Chile: La cosmovisión mapuche se enfrenta a la amenaza de las hidroeléctricas en el río Pilmaiquén que requieren preservación urgente

En el sur de Chile, el río Pilmaiquén fluye desde el lago Puyehue hacia el oeste durante 68 kilómetros hasta desembocar en el río Bueno, atravesando las regiones de Los Ríos y Los Lagos. Este territorio es mapuche-williche y el río posee carácter sagrado para sus habitantes, quienes mantienen espacios ceremoniales ancestrales en sus proximidades.
Desde 2012, la empresa noruega Statkraft ha instalado hidroeléctricas en esta cuenca, generando profunda preocupación en las comunidades indígenas. La machi Millaray Huichalaf, lideresa visible de la resistencia, subraya que cualquier intervención en cursos de agua amenaza la diversidad de especies que habitan el territorio.
Durante quince años, la comunidad mapuche del ayarewe Ngen Mapu Kintuante ha resistido estos proyectos sin haber sido consultada previamente. Su complejo ceremonial, donde se reúnen más de 150 comunidades para coordinar la protección territorial, enfrenta riesgos crecientes por el avance de las construcciones hidroeléctricas.
Statkraft sostiene que actualmente gestiona únicamente dos centrales: Rucatayó y Los Lagos, siendo esta última aún en construcción.
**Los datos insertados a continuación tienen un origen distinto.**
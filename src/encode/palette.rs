//! Categorical owner palette.

use std::collections::HashMap;

use super::color::Rgb;

/// The eight-color "Accent" scheme.
pub const ACCENT: [Rgb; 8] = [
    Rgb::from_hex(0x7fc97f),
    Rgb::from_hex(0xbeaed4),
    Rgb::from_hex(0xfdc086),
    Rgb::from_hex(0xffff99),
    Rgb::from_hex(0x386cb0),
    Rgb::from_hex(0xf0027f),
    Rgb::from_hex(0xbf5b17),
    Rgb::from_hex(0x666666),
];

/// Assigns palette colors to owner keys in order of first encounter.
///
/// Keys beyond the palette size wrap around and share colors. One palette
/// lives for exactly one render.
#[derive(Debug, Clone)]
pub struct OwnerPalette {
    scheme: Vec<Rgb>,
    /// Keys in first-encounter order.
    domain: Vec<String>,
    index: HashMap<String, usize>,
}

impl Default for OwnerPalette {
    fn default() -> Self {
        Self::new(ACCENT.to_vec())
    }
}

impl OwnerPalette {
    /// An empty scheme falls back to [`ACCENT`].
    pub fn new(scheme: Vec<Rgb>) -> Self {
        let scheme = if scheme.is_empty() {
            ACCENT.to_vec()
        } else {
            scheme
        };
        Self {
            scheme,
            domain: Vec::new(),
            index: HashMap::new(),
        }
    }

    pub fn color(&mut self, key: &str) -> Rgb {
        let slot = match self.index.get(key) {
            Some(&slot) => slot,
            None => {
                let slot = self.domain.len();
                self.domain.push(key.to_string());
                self.index.insert(key.to_string(), slot);
                slot
            }
        };
        self.scheme[slot % self.scheme.len()]
    }

    /// Keys seen so far, in assignment order.
    pub fn domain(&self) -> &[String] {
        &self.domain
    }
}

#[cfg(test)]
#[path = "../../tests/rust/test_encode_palette.rs"]
mod tests;
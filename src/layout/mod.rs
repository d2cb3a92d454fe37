//! Layout engine — positions both trees and sizes the shared canvas.

pub mod hierarchy;
pub mod tidy;
pub mod types;

pub use hierarchy::{Hierarchy, Node, Side, TransactionTrees, build_trees};
pub use tidy::tidy_layout;
pub use types::{DualLayout, Point, TreeLayout, ViewBox};

use crate::config::RenderConfig;

/// Lay out both trees with one depth spacing and compute the canvas.
///
/// Depth spacing divides the fixed width among every level of both trees,
/// so the diagram always fits horizontally. The cross-axis extent is taken
/// over both trees jointly.
pub fn layout_trees(trees: &TransactionTrees, config: &RenderConfig) -> DualLayout {
    let dx = config.node_spacing;
    let inputs_height = trees.inputs.height();
    let outputs_height = trees.outputs.height();
    let dy = config.width / (inputs_height + outputs_height + 1) as f64;

    let inputs = tidy_layout(&trees.inputs, dx, dy);
    let outputs = tidy_layout(&trees.outputs, dx, dy);

    // Each tree has at least its root, so the fallback is never taken.
    let (x0, x1) = [inputs.cross_extent(), outputs.cross_extent()]
        .into_iter()
        .flatten()
        .reduce(|(lo_a, hi_a), (lo_b, hi_b)| (lo_a.min(lo_b), hi_a.max(hi_b)))
        .unwrap_or((0.0, 0.0));

    // Center the transaction when both sides fit in half the width;
    // otherwise anchor the deepest input at the left edge.
    let reach = |height: usize| dy * height as f64 + dx + config.label_margin;
    let half = config.width / 2.0;
    let min_x = if reach(inputs_height) <= half && reach(outputs_height) <= half {
        -half
    } else {
        -reach(inputs_height)
    };

    let view_box = ViewBox {
        min_x,
        min_y: x0 - dx,
        width: config.width,
        height: x1 - x0 + dx * 2.0,
    };

    log::debug!(
        "layout: dx={dx} dy={dy} heights=({inputs_height}, {outputs_height}) extent=({x0}, {x1})"
    );

    DualLayout {
        inputs,
        outputs,
        dx,
        dy,
        x0,
        x1,
        view_box,
    }
}

#[cfg(test)]
#[path = "../../tests/rust/test_layout.rs"]
mod tests;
La empresa afirma que ya desistió de la central Osorno, la más próxima a los sitios ceremoniales mapuches, aunque los líderes indígenas mantienen sus dudas sobre esta posición.
La preocupación principal radica en el desequilibrio ecológico causado por estas intervenciones. Para completar la central Los Lagos se inundarían aproximadamente 200 hectáreas donde crecen árboles nativos milenarios. La vulnerabilidad del río y de su población afectada es inseparable en esta confrontación entre desarrollo energético y preservación territorial.